Each line in the records below that has the word "Duration" should be copied.

Stored data:
_ _ _
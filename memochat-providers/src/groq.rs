//! Groq HTTP client (OpenAI-compatible chat completions)

use async_trait::async_trait;
use memochat_core::config::Config;
use reqwest::Client;
use serde::{Deserialize, Serialize};
use std::collections::HashMap;
use std::time::Duration;
use tracing::debug;

use crate::base::{LLMProvider, LLMResponse, Message, ProviderError, ProviderResult};
use crate::registry::ProviderRegistry;

/// Chat completion request body
#[derive(Debug, Serialize)]
struct ChatCompletionRequest {
    model: String,
    messages: Vec<Message>,
    max_tokens: u32,
    temperature: f64,
}

/// Chat completion response body
#[derive(Debug, Deserialize)]
struct ChatCompletionResponse {
    choices: Vec<Choice>,
    #[serde(default)]
    usage: Usage,
}

#[derive(Debug, Deserialize)]
struct Choice {
    message: ResponseMessage,
    finish_reason: Option<String>,
}

#[derive(Debug, Deserialize)]
struct ResponseMessage {
    #[serde(default)]
    content: Option<String>,
}

#[derive(Debug, Deserialize, Default)]
struct Usage {
    #[serde(default)]
    prompt_tokens: i64,
    #[serde(default)]
    completion_tokens: i64,
    #[serde(default)]
    total_tokens: i64,
}

/// Groq provider client
pub struct GroqClient {
    client: Client,
    api_base: String,
    api_key: Option<String>,
    default_model: String,
    extra_headers: HashMap<String, String>,
}

impl GroqClient {
    /// Create a new Groq client.
    ///
    /// `api_base` falls back to the registry's default endpoint when unset or
    /// blank. `timeout` bounds each HTTP request; a client that cannot be
    /// built with it is an error rather than an unbounded client.
    pub fn new(
        api_key: Option<String>,
        api_base: Option<String>,
        default_model: String,
        extra_headers: Option<HashMap<String, String>>,
        timeout: Option<Duration>,
    ) -> ProviderResult<Self> {
        let api_base = api_base
            .map(|base| base.trim().trim_end_matches('/').to_string())
            .filter(|base| !base.is_empty())
            .unwrap_or_else(|| ProviderRegistry::new().spec().default_api_base.clone());

        let mut builder = Client::builder();
        if let Some(timeout) = timeout {
            builder = builder.timeout(timeout);
        }

        Ok(Self {
            client: builder.build()?,
            api_base,
            api_key: api_key.filter(|key| !key.trim().is_empty()),
            default_model,
            extra_headers: extra_headers.unwrap_or_default(),
        })
    }

    /// Build a client from loaded configuration
    pub fn from_config(config: &Config) -> ProviderResult<Self> {
        let timeout = match config.chat.request_timeout_secs {
            0 => None,
            secs => Some(Duration::from_secs(secs)),
        };
        Self::new(
            Some(config.secrets.groq_api_key.clone()),
            config.provider.api_base.clone(),
            config.chat.model.clone(),
            config.provider.extra_headers.clone(),
            timeout,
        )
    }

    pub fn api_base(&self) -> &str {
        &self.api_base
    }

    fn parse_response(&self, response: ChatCompletionResponse) -> ProviderResult<LLMResponse> {
        let choice = response
            .choices
            .into_iter()
            .next()
            .ok_or_else(|| ProviderError::InvalidResponse("No choices in response".to_string()))?;

        let mut usage = HashMap::new();
        usage.insert("prompt_tokens".to_string(), response.usage.prompt_tokens);
        usage.insert(
            "completion_tokens".to_string(),
            response.usage.completion_tokens,
        );
        usage.insert("total_tokens".to_string(), response.usage.total_tokens);

        Ok(LLMResponse {
            content: choice.message.content,
            finish_reason: choice.finish_reason.unwrap_or_else(|| "stop".to_string()),
            usage,
        })
    }

    fn apply_headers(&self, mut req_builder: reqwest::RequestBuilder) -> reqwest::RequestBuilder {
        if let Some(api_key) = &self.api_key {
            req_builder = req_builder.bearer_auth(api_key);
        }

        for (key, value) in &self.extra_headers {
            req_builder = req_builder.header(key, value);
        }

        req_builder
    }
}

#[async_trait]
impl LLMProvider for GroqClient {
    async fn chat(
        &self,
        messages: Vec<Message>,
        model: Option<String>,
        max_tokens: u32,
        temperature: f64,
    ) -> ProviderResult<LLMResponse> {
        let model = model.unwrap_or_else(|| self.default_model.clone());
        let message_count = messages.len();

        let request = ChatCompletionRequest {
            model,
            messages,
            max_tokens,
            temperature,
        };

        debug!(
            api_base = %self.api_base,
            model = %request.model,
            messages = message_count,
            "Sending chat request"
        );

        let url = format!("{}/chat/completions", self.api_base);
        let req_builder = self.apply_headers(self.client.post(&url).json(&request));

        let response = req_builder.send().await?;

        if !response.status().is_success() {
            let status = response.status();
            let error_text = response
                .text()
                .await
                .unwrap_or_else(|_| "Unknown error".to_string());
            return Err(ProviderError::ApiError(format!(
                "HTTP {}: {}",
                status, error_text
            )));
        }

        let response_data: ChatCompletionResponse = response.json().await?;
        self.parse_response(response_data)
    }

    fn get_default_model(&self) -> String {
        self.default_model.clone()
    }
}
_ _ _
Output
use std::time::Duration;
        timeout: Option<Duration>,
            secs => Some(Duration::from_secs(secs)),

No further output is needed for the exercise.